If you haven’t served in the army, you will find a job in the end if you really work for it; it might be a bit more difficult, however.”
“Some parts of the job market are naturally closed to people who haven’t served for some reasonable reasons, such as security jobs,” he adds.
Haggai Matar, a journalist and columnist for the web-based +972 Magazine, is also affiliated with New Profile. In 2002 Matar joined a group of high school graduates known as the Shministim (12th-graders) who sent then-prime minister Ariel Sharon a letter indicating their refusal to serve in the army on ideological grounds. Matar served two years in prison for his refusal to enlist.
“I would say that my experience was different from average,” Matar says.
“My refusal was very outspoken and I went to prison for two years. There was a trial that was covered by all the media – my face and the faces of those who were with me became known. People still stop me in the street.”
While his case is not typical of those who receive exemptions in terms of social stigma, there is still a stigma against refusing to serve, Matar says.
But he says there has been much less discrimination against him than there would have been in previous decades.
“When I got out of prison I went to work at a bookshop, and the first thing they said was, ‘You spent two years in prison, we already know that about you.
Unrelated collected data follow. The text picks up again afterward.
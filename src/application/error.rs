use thiserror::Error;

use crate::domain::{AmountFieldError, CustomerId, InvalidInputKind};

#[derive(Error, Debug)]
pub enum AppError {
    #[error("Customer not found: {0}")]
    CustomerNotFound(CustomerId),

    #[error("Customer name is required")]
    MissingName,

    #[error("Invalid amount: {0}")]
    InvalidAmount(#[from] AmountFieldError),

    #[error("Invalid customer data: {0}")]
    InvalidInput(#[from] InvalidInputKind),

    #[error("Database error: {0}")]
    Database(#[from] anyhow::Error),
}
What else can you tell us about yourself?’ By inviting me to the interview they kind of approved of this ahead of time.”
“On the whole I think it is definitely much less of an issue than it used to be be,” Matar adds. “It used to be total shock and awe, ‘how could this be’ if someone didn’t serve. Now it is nothing like that. But I don’t think any [young people] would say I would be banned from society.”
However, he says that in certain circles – such as the kibbutz movement as well as the national-religious and settler communities – there is still a great deal of social pressure to serve.
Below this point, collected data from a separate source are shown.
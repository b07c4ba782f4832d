use std::fmt;

use serde::de::{self, Deserializer, Visitor};
use serde::{Deserialize, Serialize, Serializer};
use serde_json::Value;
use thiserror::Error;

use super::money::{ParseYenError, Yen, parse_yen};

/// Store-assigned identifier. Never reused.
pub type CustomerId = i64;

/// A monetary field as it was actually stored.
///
/// Store data is not guaranteed to be clean: a column may never have been
/// populated, or may hold text that is not an integer. Those cases are kept
/// distinct so they can be reported, and count as zero when aggregating.
#[derive(Debug, Clone, PartialEq, Eq, Default)]
pub enum Amount {
    Value(Yen),
    #[default]
    Missing,
    Malformed(String),
}

impl Amount {
    /// Coerce free-text form input. Empty input means "not filled in".
    pub fn from_input(input: &str) -> Result<Self, ParseYenError> {
        match parse_yen(input) {
            Ok(v) => Ok(Amount::Value(v)),
            Err(ParseYenError::Empty) => Ok(Amount::Missing),
            Err(e) => Err(e),
        }
    }

    /// Interpret stored text leniently: anything that is not a valid amount
    /// is kept as `Malformed`, except values too large to represent.
    pub fn from_stored_text(text: &str) -> Result<Self, ParseYenError> {
        match parse_yen(text) {
            Ok(v) => Ok(Amount::Value(v)),
            Err(ParseYenError::Empty) => Ok(Amount::Missing),
            Err(ParseYenError::InvalidFormat(_)) => Ok(Amount::Malformed(text.to_string())),
            Err(e @ ParseYenError::OutOfRange(_)) => Err(e),
        }
    }

    /// Interpret a stored floating-point value. Only integral values are
    /// usable amounts.
    pub fn from_stored_float(v: f64) -> Result<Self, ParseYenError> {
        if !v.is_finite() || v.fract() != 0.0 {
            return Ok(Amount::Malformed(v.to_string()));
        }
        if !(F64_I64_MIN..F64_I64_LIMIT).contains(&v) {
            return Err(ParseYenError::OutOfRange(v.to_string()));
        }
        Ok(Amount::Value(v as Yen))
    }

    pub fn value(&self) -> Option<Yen> {
        match self {
            Amount::Value(v) => Some(*v),
            _ => None,
        }
    }

    /// The fail-soft interpretation used by reporting.
    pub fn or_zero(&self) -> Yen {
        self.value().unwrap_or(0)
    }
}

impl From<Yen> for Amount {
    fn from(v: Yen) -> Self {
        Amount::Value(v)
    }
}

impl fmt::Display for Amount {
    fn fmt(&self, f: &mut fmt::Formatter<'_>) -> fmt::Result {
        match self {
            Amount::Value(v) => write!(f, "{}", v),
            Amount::Missing => Ok(()),
            Amount::Malformed(raw) => write!(f, "{}", raw),
        }
    }
}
Asked why he considers military service to have lost something of its onetime glamour, Matar says that while it is possible to discuss the “effects of the occupation” and the lessened perception of “existential danger,” the main factor is the economy.
“I’ve seen this with people. I’ve sat in prison and heard stories, and I’ve heard these stories at the social protests – of how the new economy ended that social obligation of people to go to the army.” Matar believes that the implied social contract in which people received jobs and benefits from the country’s socialist leadership in exchange for service broke down with the emergence of capitalism.
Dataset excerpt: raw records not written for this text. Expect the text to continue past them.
impl GlDescriptorSetLayout {
    pub fn new(desc: DescriptorSetLayoutDesc) -> GlDescriptorSetLayout {
        GlDescriptorSetLayout { desc }
    }

    /// Layout with every parameter of `program`.
    pub fn from_program(program: &GlProgram) -> GlDescriptorSetLayout {
        GlDescriptorSetLayout::new(program.descriptor_set_layout_desc())
    }

    pub fn desc(&self) -> &DescriptorSetLayoutDesc {
        &self.desc
    }
}

//--------------------------------------------------------------------------------------------------
/// Bounded source of descriptor sets.
#[derive(Debug)]
pub struct GlDescriptorPool {
    desc: DescriptorPoolDesc,
    allocated: Rc<Cell<u32>>,
}

/// A set's claim on its pool, given back on drop.
#[derive(Debug)]
struct PoolSlot {
    allocated: Rc<Cell<u32>>,
}

impl Drop for PoolSlot {
    fn drop(&mut self) {
        self.allocated.set(self.allocated.get() - 1);
    }
}

impl GlDescriptorPool {
    pub fn new(desc: DescriptorPoolDesc) -> Result<GlDescriptorPool> {
        if desc.max_sets == 0 {
            error!("descriptor pool with max_sets = 0");
            return Err(Error::InvalidDescriptor("descriptor pool without sets"));
        }
        Ok(GlDescriptorPool {
            desc,
            allocated: Rc::new(Cell::new(0)),
        })
    }

    pub fn desc(&self) -> &DescriptorPoolDesc {
        &self.desc
    }

    /// Number of live sets created from this pool.
    pub fn allocated(&self) -> u32 {
        self.allocated.get()
    }

    fn allocate(&self, layout: &DescriptorSetLayoutDesc) -> Result<PoolSlot> {
        if self.allocated.get() >= self.desc.max_sets {
            error!("descriptor pool exhausted ({} sets)", self.desc.max_sets);
            return Err(Error::InvalidState("descriptor pool exhausted"));
        }
        if !self.desc.components.is_empty() {
            for param in layout.components.iter() {
                let ty = param.ty();
                if !self.desc.components.iter().any(|c| c.ty == ty && c.count > 0) {
                    error!("descriptor pool has no room for `{}` ({:?})", param.name(), ty);
                    return Err(Error::InvalidDescriptor("descriptor type missing from pool"));
                }
            }
        }
        self.allocated.set(self.allocated.get() + 1);
        Ok(PoolSlot {
            allocated: self.allocated.clone(),
        })
    }
}

//--------------------------------------------------------------------------------------------------
/// Value held by one descriptor slot.
///
/// Matrices are column-major. Arrays are flattened: an `Int3Array` of two elements holds six
/// integers.
#[derive(Clone)]
pub enum UniformValue {
    Null,
    Boolean(bool),
    Int(i32),
    Int2([i32; 2]),
    Int3([i32; 3]),
    Int4([i32; 4]),
    UInt(u32),
    UInt2([u32; 2]),
    UInt3([u32; 3]),
    UInt4([u32; 4]),
    Float(f32),
    Float2([f32; 2]),
    Float3([f32; 3]),
    Float4([f32; 4]),
    Float2x2([f32; 4]),
    Float3x3([f32; 9]),
    Float4x4([f32; 16]),
    IntArray(Vec<i32>),
    Int2Array(Vec<i32>),
    Int3Array(Vec<i32>),
    Int4Array(Vec<i32>),
    UIntArray(Vec<u32>),
    UInt2Array(Vec<u32>),
    UInt3Array(Vec<u32>),
    UInt4Array(Vec<u32>),
    FloatArray(Vec<f32>),
    Float2Array(Vec<f32>),
    Float3Array(Vec<f32>),
    Float4Array(Vec<f32>),
    Float2x2Array(Vec<f32>),
    Float3x3Array(Vec<f32>),
    Float4x4Array(Vec<f32>),
    /// Texture with an optional sampler object for the same unit.
    Texture(Option<Rc<dyn GraphicsTexture>>, Option<Rc<GlSampler>>),
    Sampler(Option<Rc<GlSampler>>),
    Buffer(Option<Rc<dyn GraphicsData>>),
}

pub(crate) fn same_rc<T: ?Sized>(a: &Option<Rc<T>>, b: &Option<Rc<T>>) -> bool {
    match (a, b) {
        (Some(a), Some(b)) => ptr::eq(Rc::as_ptr(a) as *const u8, Rc::as_ptr(b) as *const u8),
        (None, None) => true,
        _ => false,
    }
}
“This happened with privatization and the opening up [of Israel] to the world culturally and academically.
During the 1990s young people would say they didn’t need the army anymore to have a future,” he recalls.
While it seems certain that the social status of the army has declined, it is still an important part of Israeli culture, with soldiers being featured in advertisements and in popular culture to a degree unmatched by any other Western nation. And while it has become more acceptable for individuals to seek alternatives to military service, it is still not mainstream, and resentment against social groupings that avoid involvement in the military remains strong. It seems that what is acceptable for individuals is not acceptable for entire sectors in the eyes of the average Israeli.
Despite all of this talk of avoidance and its increasing acceptance, it is interesting to note, says Cohen, that only some 2-3% of Israelis actively dodge the draft. While large numbers receive exemptions, active avoidance of service for ideological reasons is not common at all.
At the end of the day, with all the talk of haredi enlistment, the issue of the role of the IDF in Israeli society will most likely take center stage in the national discourse during the coming years.